Member of the House of Representatives
- In office 15 December 2014 – 14 October 2021
- Preceded by: Nobuhisa Itō
- Succeeded by: Multi-member district
- Constituency: Osaka 11th (2014–2017) Kinki PR (2017–2021)
- In office 11 September 2005 – 21 July 2009
- Constituency: Tōkai PR

Member of the House of Councillors
- In office 26 July 2010 – 21 November 2014
- Preceded by: Multi-member district
- Succeeded by: Masashi Adachi
- Constituency: National PR

Personal details
- Born: 19 August 1961 (age 64) Setagaya, Tokyo, Japan
- Party: Liberal Democratic
- Relatives: Shunichi Matsumoto (uncle) Katsuhiko Yokomitsu (cousin)
- Alma mater: Columbia University New York University
- Website: http://www.satoyukari.jp (in Japanese)

= Yukari Sato =

Japanese economist and politician

Yukari Satō (佐藤 ゆかり, Satō Yukari) is a Japanese economist and former politician of the Liberal Democratic Party.

== Early life and education ==
A native of Setagaya, Tokyo, Satō received a bachelor's degree in political science from Columbia University, a master's degree in international affairs from Columbia University, and a Ph.D. in economics from New York University. She also studied abroad in the University of Paris (Nanterre) and the Graduate Institute of International and Development Studies in Geneva. She began her economic career in 1998 as an economist at Nikko Citigroup Securities, and then worked for JPMorgan Securities and finally as chief economist at Credit Suisse First Boston in Japan.

While being economist in the financial industry, Sato also served as a member of the Industrial Structure Council of the Ministry of Economy, Trade and Industry (METI), a member of the Working Group on Taxation Problems of the Ministry of Finance (MOF), an advisor to LDP’s committee on fiscal reconstruction, as well as providing policy recommendations to members of the Bank of Japan’s Policy Board, and other ministries, including the Cabinet Office, of the Japanese government.

== Political career ==
Satō was elected to the House of Representatives for the first time in 2005, as part of a group of candidates of Liberal Democratic Party (LDP) hand-picked by Prime Minister Junichiro Koizumi.

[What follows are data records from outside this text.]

//! Repository contracts over the single table.

mod error;
mod http_mapping;
mod traits;
mod types;

pub use error::{RepositoryError, Result};
pub use http_mapping::repository_error_to_status;
pub use traits::{PhotoRepository, UserRepository};
pub use types::{Cursor, PageRequest, MAX_PAGE_SIZE};
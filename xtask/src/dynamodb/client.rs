//! AWS SDK client setup (Imperative Shell).

use aws_sdk_dynamodb::types::{IndexStatus, TableStatus as SdkTableStatus};
use aws_sdk_dynamodb::Client;

use super::error::{DynamodbError, Result};
use super::planning::{GsiState, GsiStatus, TableState, TableStatus};

const DEFAULT_REGION: &str = "sa-east-1";

/// Where the commands send their requests.
#[derive(Debug, Clone, PartialEq, Eq)]
pub struct AwsTarget {
    /// Local DynamoDB endpoint, when set.
    pub endpoint_url: Option<String>,
    pub region: String,
}

impl AwsTarget {
    /// Read `AWS_ENDPOINT_URL` and `AWS_REGION`.
    pub fn from_env() -> Self {
        Self::new(
            std::env::var("AWS_ENDPOINT_URL").ok(),
            std::env::var("AWS_REGION").ok(),
        )
    }

    fn new(endpoint_url: Option<String>, region: Option<String>) -> Self {
        Self {
            endpoint_url: endpoint_url.filter(|url| !url.is_empty()),
            region: region
                .filter(|region| !region.is_empty())
                .unwrap_or_else(|| DEFAULT_REGION.to_string()),
        }
    }

    pub fn describe(&self) -> String {
        match &self.endpoint_url {
            Some(url) => format!("Local DynamoDB ({url})"),
            None => format!("AWS DynamoDB (region: {})", self.region),
        }
    }

    pub async fn connect(&self) -> Client {
        let mut loader = aws_config::defaults(aws_config::BehaviorVersion::latest())
            .region(aws_config::Region::new(self.region.clone()));

        if let Some(endpoint) = &self.endpoint_url {
            loader = loader.endpoint_url(endpoint);
        }

        Client::new(&loader.load().await)
    }
}

fn table_status(status: Option<&SdkTableStatus>) -> TableStatus {
    match status {
        Some(SdkTableStatus::Creating) => TableStatus::Creating,
        Some(SdkTableStatus::Updating) => TableStatus::Updating,
        Some(SdkTableStatus::Deleting) => TableStatus::Deleting,
        _ => TableStatus::Active,
    }
}

fn gsi_status(status: Option<&IndexStatus>) -> GsiStatus {
    match status {
        Some(IndexStatus::Creating) => GsiStatus::Creating,
        Some(IndexStatus::Updating) => GsiStatus::Updating,
        Some(IndexStatus::Deleting) => GsiStatus::Deleting,
        _ => GsiStatus::Active,
    }
}

/// Fetch the current table state; `None` when the table does not exist.
pub async fn get_table_state(client: &Client, table_name: &str) -> Result<Option<TableState>> {
    let response = match client.describe_table().table_name(table_name).send().await {
        Ok(response) => response,
        Err(err)
            if err
                .as_service_error()
                .is_some_and(|e| e.is_resource_not_found_exception()) =>
        {
            return Ok(None);
        }
        Err(err) => return Err(DynamodbError::sdk("DescribeTable", err)),
    };

    let Some(table) = response.table() else {
        return Err(DynamodbError::sdk(
            "DescribeTable",
            format!("no description returned for '{table_name}'"),
        ));
    };

    let gsis = table
        .global_secondary_indexes()
        .iter()
        .map(|gsi| GsiState {
            name: gsi.index_name().unwrap_or_default().to_string(),
            status: gsi_status(gsi.index_status()),
        })
        .collect();

    Ok(Some(TableState {
        status: table_status(table.table_status()),
        gsis,
    }))
}

/// Fail with `TableNotFound` unless the table exists.
pub async fn require_table(client: &Client, table_name: &str) -> Result<TableState> {
    get_table_state(client, table_name)
        .await?
        .ok_or_else(|| DynamodbError::TableNotFound {
            table_name: table_name.to_string(),
        })
}
//! Table deployment operations (Imperative Shell).

use std::time::Duration;

use aws_sdk_dynamodb::types::{
    AttributeDefinition, BillingMode, CreateGlobalSecondaryIndexAction, GlobalSecondaryIndex,
    GlobalSecondaryIndexUpdate, KeySchemaElement, KeyType, Projection, ProjectionType,
    ScalarAttributeType,
};
use aws_sdk_dynamodb::Client;

use super::client;
use super::config::{GsiConfig, KeyAttribute, TableConfig};
use super::error::{DynamodbError, Result};
use super::planning::{DeployPlan, DestroyPlan, GsiStatus, TableStatus};

const ACTIVATION_ATTEMPTS: u32 = 60;
const ACTIVATION_DELAY: Duration = Duration::from_secs(2);

fn invalid_request(error: aws_sdk_dynamodb::error::BuildError) -> DynamodbError {
    DynamodbError::sdk("BuildRequest", error)
}

/// Execute a deploy plan.
pub async fn execute_deploy_plan(client: &Client, plan: &DeployPlan) -> Result<()> {
    match plan {
        DeployPlan::CreateTable { config } => {
            create_table(client, config).await?;
            wait_for_table_active(client, &config.table_name).await?;
        }
        DeployPlan::AddGsis {
            table_name,
            gsis_to_add,
        } => {
            for gsi in gsis_to_add {
                add_gsi(client, table_name, gsi).await?;
                wait_for_table_active(client, table_name).await?;
            }
        }
        DeployPlan::TableBusy { table_name, .. } => {
            wait_for_table_active(client, table_name).await?;
        }
        DeployPlan::NoChanges { .. } => {}
    }
    Ok(())
}

/// Execute a destroy plan.
pub async fn execute_destroy_plan(client: &Client, plan: &DestroyPlan) -> Result<()> {
    if let DestroyPlan::DeleteTable { table_name } = plan {
        client
            .delete_table()
            .table_name(table_name)
            .send()
            .await
            .map_err(|e| DynamodbError::sdk("DeleteTable", e))?;
    }
    Ok(())
}

fn key_schema(partition: &KeyAttribute, sort: Option<&KeyAttribute>) -> Result<Vec<KeySchemaElement>> {
    let hash = std::iter::once((partition, KeyType::Hash));
    let range = sort.map(|sk| (sk, KeyType::Range));

    hash.chain(range)
        .map(|(attribute, key_type)| {
            KeySchemaElement::builder()
                .attribute_name(&attribute.name)
                .key_type(key_type)
                .build()
                .map_err(invalid_request)
        })
        .collect()
}

fn attribute_definitions<'a>(
    attributes: impl IntoIterator<Item = &'a KeyAttribute>,
) -> Result<Vec<AttributeDefinition>> {
    attributes
        .into_iter()
        .map(|attribute| {
            AttributeDefinition::builder()
                .attribute_name(&attribute.name)
                .attribute_type(ScalarAttributeType::S)
                .build()
                .map_err(invalid_request)
        })
        .collect()
}

fn projection_all() -> Projection {
    Projection::builder()
        .projection_type(ProjectionType::All)
        .build()
}

async fn create_table(client: &Client, config: &TableConfig) -> Result<()> {
    let mut request = client
        .create_table()
        .table_name(&config.table_name)
        .set_key_schema(Some(key_schema(
            &config.partition_key,
            config.sort_key.as_ref(),
        )?))
        .set_attribute_definitions(Some(attribute_definitions(config.key_attributes())?))
        .billing_mode(BillingMode::PayPerRequest);

    for gsi in &config.gsis {
        request = request.global_secondary_indexes(
            GlobalSecondaryIndex::builder()
                .index_name(&gsi.name)
                .set_key_schema(Some(key_schema(&gsi.partition_key, gsi.sort_key.as_ref())?))
                .projection(projection_all())
                .build()
                .map_err(invalid_request)?,
        );
    }

    request
        .send()
        .await
        .map_err(|e| DynamodbError::sdk("CreateTable", e))?;
    Ok(())
}

async fn add_gsi(client: &Client, table_name: &str, gsi: &GsiConfig) -> Result<()> {
    let create = CreateGlobalSecondaryIndexAction::builder()
        .index_name(&gsi.name)
        .set_key_schema(Some(key_schema(&gsi.partition_key, gsi.sort_key.as_ref())?))
        .projection(projection_all())
        .build()
        .map_err(invalid_request)?;

    client
        .update_table()
        .table_name(table_name)
        .set_attribute_definitions(Some(attribute_definitions(gsi.key_attributes())?))
        .global_secondary_index_updates(GlobalSecondaryIndexUpdate::builder().create(create).build())
        .send()
        .await
        .map_err(|e| DynamodbError::sdk("UpdateTable", e))?;

    Ok(())
}

/// Poll until the table and all of its indexes are active.
async fn wait_for_table_active(client: &Client, table_name: &str) -> Result<()> {
    for _ in 0..ACTIVATION_ATTEMPTS {
        if let Some(state) = client::get_table_state(client, table_name).await? {
            let indexes_active = state.gsis.iter().all(|g| g.status == GsiStatus::Active);
            if state.status == TableStatus::Active && indexes_active {
                return Ok(());
            }
        }
        tokio::time::sleep(ACTIVATION_DELAY).await;
    }

    Err(DynamodbError::TableActivationTimeout {
        table_name: table_name.to_string(),
        seconds: u64::from(ACTIVATION_ATTEMPTS) * ACTIVATION_DELAY.as_secs(),
    })
}
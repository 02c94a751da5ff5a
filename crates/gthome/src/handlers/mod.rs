//! Route handlers, one per [`ResourceAction`].
//!
//! Handlers take the shared state and the decoded request envelope and
//! return a [`Response`]; the router has already attached the caller's
//! identity from the bearer token.

pub mod auth;
pub mod dealers;
mod error;
pub mod photos;

use gthome_core::auth::AuthError;
use gthome_core::http::{Request, ResourceAction, Response};
use gthome_core::tables::UserRole;

use crate::state::AppState;

pub use auth::authenticate_user;
pub use dealers::create_dealer;
pub use error::{AppError, RequestError};
pub use photos::{create_photo_attachment, list_photo_attachments};

/// Run the handler for `action`.
pub async fn handle(
    action: ResourceAction,
    state: &AppState,
    request: &Request,
) -> Result<Response, AppError> {
    match action {
        ResourceAction::AuthenticateUser => authenticate_user(state, request).await,
        ResourceAction::CreateDealer => create_dealer(state, request).await,
        ResourceAction::CreatePhotoAttachment => create_photo_attachment(state, request).await,
        ResourceAction::ListPhotoAttachments => list_photo_attachments(state, request).await,
    }
}

/// Check that the caller is authenticated with a role `allowed` accepts.
pub(crate) fn require_role(
    request: &Request,
    action: ResourceAction,
    allowed: impl Fn(&UserRole) -> bool,
) -> Result<UserRole, AuthError> {
    let role = request.role.ok_or(AuthError::MissingToken)?;
    if !allowed(&role) {
        return Err(AuthError::Forbidden {
            role: role.to_string(),
            action: action.to_string(),
        });
    }
    Ok(role)
}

Sato was sent to the constituency of Seiko Noda, the Gifu 1st district, with Noda having left the LDP after opposing Koizumi's plan to privatize Japan Post. Noda prevailed in the district, but Sato won a seat through the proportional representation list.

Sato and Noda publicly made amends prior to the 2009 general election, in which Sato was assigned to run for a different seat, the Tokyo 5th district. In the wake of the overwhelming victory of the Democratic Party of Japan (DPJ) in the 2009 general elections, Sato also lost the race in the Tokyo 5th district, but was elected to the House of Councillors in 2010. After serving almost five years in the House of Councillors, LDP sent Sato back to the House of Representatives to run for the Osaka 11th district in the 2014 general election, in which she won.

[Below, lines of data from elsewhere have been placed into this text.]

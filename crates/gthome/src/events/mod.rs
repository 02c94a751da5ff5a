//! Lifecycle event publishing and handling.
//!
//! Route handlers publish events through an [`EventPublisher`]; the
//! [`EventProcessor`] consumes them, either from the in-process topic of the
//! development server or from notification payloads delivered to the events
//! Lambda.
//!
//! [`EventPublisher`]: gthome_core::events::EventPublisher

mod dispatcher;
#[cfg(feature = "lambda")]
mod lambda;
mod processor;
mod topic;

pub use dispatcher::LoggingEmailDispatcher;
#[cfg(feature = "lambda")]
pub use lambda::LambdaEventPublisher;
pub use processor::{BatchReport, EventProcessor, RecordFailure};
pub use topic::{spawn_event_listener, LogOnlyPublisher, MemoryTopic};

In December 2012, Sato was appointed to the Parliamentary Vice-Minister for Economy, Trade and Industry, to formulate the growth policy for “the Abenomics,” at the time Prime Minister Shinzo Abe took over the government from DPJ. In October 2018, Sato was appointed as the State Minister for Internal Affairs and Communications, to handle Japan’s telecommunications policy in such cutting-edge areas as 5G, IoT, big data, and artificial intelligence (AI), as well as broadcasting and the Japan Post group.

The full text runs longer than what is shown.